Das LensTrue-Meter schraubt der Fotograf unter die Kamera bzw. zwischen Kamera und Stativ(-Platte) und verkabelt sie mit der Synchronbuchse, sie zeichnet – ausgelöst durch die Kamera – zu jeder Aufnahme die aktuellen Winkellagedaten auf, die anschließend über die Zeitinformationen in den Exif-Daten den Bildern zugeordnet werden. Die LensTrue-Software – momentan nur unter Mac OS X lauffähig – weiß also zu jeder Aufnahme, wie stark die Kamera gegenüber der Horizontalen gedreht oder gekippt wurde. Anhand der Exif-Daten erkennt die Software auch die benutzte Kamera, das Objektiv und die eingestellte Brennweite.

In einem ersten Schritt beseitigt die Software aus den RAW-Daten die Distorsion der Objektive, also die geometrischen Abbildungsfehler. Anschließend entzerrt die Software die gestauchten Bildbereiche und stellt sie proportionsgerecht und ohne Beeinflussung der Perspektive wieder her. Die Entwickler legen Wert darauf, dass hier noch korrigierend eingegriffen werden kann. Am Ende exportiert die Software eine Tiff-Datei, die sich zur Weiterverarbeitung mit der gewohnten Bildbearbeitungssoftware eignet.

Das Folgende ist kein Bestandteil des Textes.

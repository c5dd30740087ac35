//! Database connection pool abstraction
//!
//! HRHub runs against either SQLite (single-node installs) or MySQL. Both are
//! hidden behind [`DatabasePool`]; repositories branch on [`DatabasePool::driver`].

use anyhow::{Context, Result};
use async_trait::async_trait;
use sqlx::{
    mysql::{MySqlPool, MySqlPoolOptions},
    sqlite::{SqlitePool, SqlitePoolOptions},
};
use std::sync::Arc;

use crate::config::{DatabaseConfig, DatabaseDriver};

/// Database pool trait that abstracts over different database backends.
///
/// This trait provides a unified interface for database operations,
/// allowing the application to work with either SQLite or MySQL
/// without knowing the specific backend.
#[async_trait]
pub trait DatabasePool: Send + Sync {
    /// Execute a raw SQL query that doesn't return rows
    async fn execute(&self, query: &str) -> Result<u64>;

    /// Check if the database connection is healthy
    async fn ping(&self) -> Result<()>;

    /// Close the connection pool
    async fn close(&self);

    /// Get the database driver type
    fn driver(&self) -> DatabaseDriver;

    /// Get the underlying SQLite pool if this is a SQLite connection
    fn as_sqlite(&self) -> Option<&SqlitePool>;

    /// Get the underlying MySQL pool if this is a MySQL connection
    fn as_mysql(&self) -> Option<&MySqlPool>;
}

/// SQLite connection pool implementation
pub struct SqliteDatabase {
    pool: SqlitePool,
}

impl SqliteDatabase {
    /// Create a new SQLite connection pool
    pub async fn new(url: &str) -> Result<Self> {
        if let Some(parent) = sqlite_file_path(url).and_then(|p| p.parent()) {
            if !parent.as_os_str().is_empty() {
                std::fs::create_dir_all(parent)
                    .with_context(|| format!("Failed to create database directory: {:?}", parent))?;
            }
        }

        let connection_url = sqlite_connection_url(url);

        let pool = SqlitePoolOptions::new()
            .max_connections(20)
            .connect(&connection_url)
            .await
            .with_context(|| format!("Failed to connect to SQLite database: {}", url))?;

        // Enable foreign keys for SQLite
        sqlx::query("PRAGMA foreign_keys = ON")
            .execute(&pool)
            .await
            .context("Failed to enable foreign keys")?;

        Ok(Self { pool })
    }

    /// Get a reference to the underlying pool
    pub fn pool(&self) -> &SqlitePool {
        &self.pool
    }
}

#[async_trait]
impl DatabasePool for SqliteDatabase {
    async fn execute(&self, query: &str) -> Result<u64> {
        let result = sqlx::query(query)
            .execute(&self.pool)
            .await
            .with_context(|| format!("Failed to execute query: {}", query))?;
        Ok(result.rows_affected())
    }

    async fn ping(&self) -> Result<()> {
        sqlx::query("SELECT 1")
            .fetch_one(&self.pool)
            .await
            .context("Database ping failed")?;
        Ok(())
    }

    async fn close(&self) {
        self.pool.close().await;
    }

    fn driver(&self) -> DatabaseDriver {
        DatabaseDriver::Sqlite
    }

    fn as_sqlite(&self) -> Option<&SqlitePool> {
        Some(&self.pool)
    }

    fn as_mysql(&self) -> Option<&MySqlPool> {
        None
    }
}

/// Filesystem path of a file-backed SQLite URL, `None` for in-memory databases
fn sqlite_file_path(url: &str) -> Option<&std::path::Path> {
    if url.starts_with(":memory:") || url.starts_with("sqlite::memory:") {
        return None;
    }
    let path = url.strip_prefix("sqlite:").unwrap_or(url);
    let path = path.split('?').next().unwrap_or(path);
    Some(std::path::Path::new(path))
}

/// Normalise a configured SQLite location into a sqlx connection URL.
/// File databases are opened with `mode=rwc` so a fresh install creates them.
fn sqlite_connection_url(url: &str) -> String {
    if url == ":memory:" {
        "sqlite::memory:".to_string()
    } else if url.starts_with("sqlite:") {
        if url.contains('?') || url.starts_with("sqlite::memory:") {
            url.to_string()
        } else {
            format!("{}?mode=rwc", url)
        }
    } else {
        format!("sqlite:{}?mode=rwc", url)
    }
}

/// MySQL connection pool implementation
pub struct MysqlDatabase {
    pool: MySqlPool,
}

impl MysqlDatabase {
    /// Create a new MySQL connection pool
    pub async fn new(url: &str) -> Result<Self> {
        // Build the connection URL
        let connection_url = if url.starts_with("mysql://") {
            url.to_string()
        } else {
            format!("mysql://{}", url)
        };

        let pool = MySqlPoolOptions::new()
            .max_connections(30)
            .connect(&connection_url)
            .await
            .with_context(|| format!("Failed to connect to MySQL database: {}", url))?;

        Ok(Self { pool })
    }

    /// Get a reference to the underlying pool
    pub fn pool(&self) -> &MySqlPool {
        &self.pool
    }
}

#[async_trait]
impl DatabasePool for MysqlDatabase {
    async fn execute(&self, query: &str) -> Result<u64> {
        let result = sqlx::query(query)
            .execute(&self.pool)
            .await
            .with_context(|| format!("Failed to execute query: {}", query))?;
        Ok(result.rows_affected())
    }

    async fn ping(&self) -> Result<()> {
        sqlx::query("SELECT 1")
            .fetch_one(&self.pool)
            .await
            .context("Database ping failed")?;
        Ok(())
    }

    async fn close(&self) {
        self.pool.close().await;
    }

    fn driver(&self) -> DatabaseDriver {
        DatabaseDriver::Mysql
    }

    fn as_sqlite(&self) -> Option<&SqlitePool> {
        None
    }

    fn as_mysql(&self) -> Option<&MySqlPool> {
        Some(&self.pool)
    }
}

/// Type alias for a boxed database pool
pub type DynDatabasePool = Arc<dyn DatabasePool>;

/// Create a database connection pool based on configuration.
///
/// ```ignore
/// let pool = hrhub::db::create_pool(&config.database).await?;
/// pool.ping().await?;
/// ```
pub async fn create_pool(config: &DatabaseConfig) -> Result<DynDatabasePool> {
    match config.driver {
        DatabaseDriver::Sqlite => {
            let db = SqliteDatabase::new(&config.url).await?;
            Ok(Arc::new(db))
        }
        DatabaseDriver::Mysql => {
            let db = MysqlDatabase::new(&config.url).await?;
            Ok(Arc::new(db))
        }
    }
}

/// In-memory SQLite pool used throughout the test suites
pub async fn create_test_pool() -> Result<DynDatabasePool> {
    let config = DatabaseConfig {
        driver: DatabaseDriver::Sqlite,
        url: ":memory:".to_string(),
    };
    create_pool(&config).await
}

#[cfg(test)]
mod tests {
    use super::*;

    #[tokio::test]
    async fn test_sqlite_pool_creation() {
        let config = DatabaseConfig {
            driver: DatabaseDriver::Sqlite,
            url: ":memory:".to_string(),
        };

        let pool = create_pool(&config).await.expect("Failed to create pool");
        assert_eq!(pool.driver(), DatabaseDriver::Sqlite);
        assert!(pool.as_sqlite().is_some());
        assert!(pool.as_mysql().is_none());
    }

    #[tokio::test]
    async fn test_sqlite_pool_ping() {
        let config = DatabaseConfig {
            driver: DatabaseDriver::Sqlite,
            url: ":memory:".to_string(),
        };

        let pool = create_pool(&config).await.expect("Failed to create pool");
        pool.ping().await.expect("Ping should succeed");
    }

    #[tokio::test]
    async fn test_sqlite_pool_execute() {
        let config = DatabaseConfig {
            driver: DatabaseDriver::Sqlite,
            url: ":memory:".to_string(),
        };

        let pool = create_pool(&config).await.expect("Failed to create pool");

        pool.execute("CREATE TABLE shifts (id INTEGER PRIMARY KEY, label TEXT)")
            .await
            .expect("Failed to create table");

        let affected = pool
            .execute("INSERT INTO shifts (label) VALUES ('morning')")
            .await
            .expect("Failed to insert");
        assert_eq!(affected, 1);
    }

    #[tokio::test]
    async fn test_sqlite_file_pool_creation() {
        let temp_dir = tempfile::tempdir().expect("Failed to create temp dir");
        let db_path = temp_dir.path().join("hrhub-test.db");

        let config = DatabaseConfig {
            driver: DatabaseDriver::Sqlite,
            url: db_path.to_string_lossy().to_string(),
        };

        let pool = create_pool(&config).await.expect("Failed to create pool");
        pool.ping().await.expect("Ping should succeed");

        // Verify the file was created
        assert!(db_path.exists());
    }

    #[tokio::test]
    async fn test_sqlite_nested_directory_creation() {
        let temp_dir = tempfile::tempdir().expect("Failed to create temp dir");
        let db_path = temp_dir.path().join("nested").join("dir").join("hrhub-test.db");

        let config = DatabaseConfig {
            driver: DatabaseDriver::Sqlite,
            url: db_path.to_string_lossy().to_string(),
        };

        let pool = create_pool(&config).await.expect("Failed to create pool");
        pool.ping().await.expect("Ping should succeed");

        // Verify the file and directories were created
        assert!(db_path.exists());
    }

    #[tokio::test]
    async fn test_create_test_pool() {
        let pool = create_test_pool().await.expect("Failed to create test pool");
        assert_eq!(pool.driver(), DatabaseDriver::Sqlite);
        pool.ping().await.expect("Ping should succeed");
    }

    #[test]
    fn test_sqlite_connection_url_normalisation() {
        assert_eq!(sqlite_connection_url(":memory:"), "sqlite::memory:");
        assert_eq!(sqlite_connection_url("sqlite::memory:"), "sqlite::memory:");
        assert_eq!(sqlite_connection_url("data/hrhub.db"), "sqlite:data/hrhub.db?mode=rwc");
        assert_eq!(sqlite_connection_url("sqlite:data/hrhub.db"), "sqlite:data/hrhub.db?mode=rwc");
        assert_eq!(sqlite_connection_url("sqlite:x.db?mode=ro"), "sqlite:x.db?mode=ro");
    }

    #[test]
    fn test_sqlite_file_path() {
        assert!(sqlite_file_path(":memory:").is_none());
        assert!(sqlite_file_path("sqlite::memory:").is_none());
        assert_eq!(
            sqlite_file_path("sqlite:data/hrhub.db?mode=rwc"),
            Some(std::path::Path::new("data/hrhub.db"))
        );
    }

    // MySQL tests are skipped by default as they require a running MySQL server
    // To run MySQL tests, set the MYSQL_TEST_URL environment variable
    #[tokio::test]
    #[ignore = "Requires MySQL server"]
    async fn test_mysql_pool_creation() {
        let url = std::env::var("MYSQL_TEST_URL")
            .unwrap_or_else(|_| "mysql://root@localhost/test".to_string());

        let config = DatabaseConfig {
            driver: DatabaseDriver::Mysql,
            url,
        };

        let pool = create_pool(&config).await.expect("Failed to create pool");
        assert_eq!(pool.driver(), DatabaseDriver::Mysql);
        assert!(pool.as_mysql().is_some());
        assert!(pool.as_sqlite().is_none());
    }

    #[tokio::test]
    #[ignore = "Requires MySQL server"]
    async fn test_mysql_pool_ping() {
        let url = std::env::var("MYSQL_TEST_URL")
            .unwrap_or_else(|_| "mysql://root@localhost/test".to_string());

        let config = DatabaseConfig {
            driver: DatabaseDriver::Mysql,
            url,
        };

        let pool = create_pool(&config).await.expect("Failed to create pool");
        pool.ping().await.expect("Ping should succeed");
    }
}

Vorraussetzung ist, dass LensTrue Objektiv und Kamera (genauer: den jeweiligen Bildsensor) kennt. Bisher haben die Entwickler 25 Canon- und fünf Zeiss-Objektive an Canon-Kleinbildkameras vermessen. Die Liste der profilierten Objektive und Kameras soll zügig erweitert und als nächstes um Nikon-Objektive ergänzt werden.

Die Lösung bietet sich nicht nur für Architektur- oder Innenraumfotografie an, sondern empfiehlt sich auch für Portrait- und Gruppenfotos, bei denen gestauchte Körper oder verzerrte Köpfe beseitigt werden. Im Vergleich zum Shiftobjektiv gefallen die Freihand-Tauglichkeit und die Möglichkeit, auch Zoom- und Autofokusobjektive einsetzen zu können, sofern die die Software bereits kennt. Die Entwickler empfehlen LensTrue für Perspektivkorrekturen bis 35°, die Verstellwege von Shiftobjektiven sind geringer (typischerweise um 11° ohne überproportionale chromatische Aberrationen).

Beispielsweise in der Produktfotografie kann sich der Batch-Betrieb lohnen, wenn hunderte Katalogfotos automatisch entzerrt werden können.

Anzumerken ist, dass sich Shift-Objektive demgegenüber in der Regel auch verschwenken lassen (Scheimpflug), und dass sich das Hin- und Herschieben von Pixeln (Interpolation) durch eine Bildbearbeitung immer negativ auf Schärfe und Detailwiedergabe auswirkt. Andererseits merkt Jobo an, dass auch Shiftobjektive die beste optische Leistung im unverstellten Zustand zeigen und dass auch beim mechanischen Shift die Bildqualität sinkt.
 

Beispiel LensTrue

 
LensTrue ist für 990 Euro inkl. Mehrwertsteuer über Jobo erhältlich: www.lenstrue.com.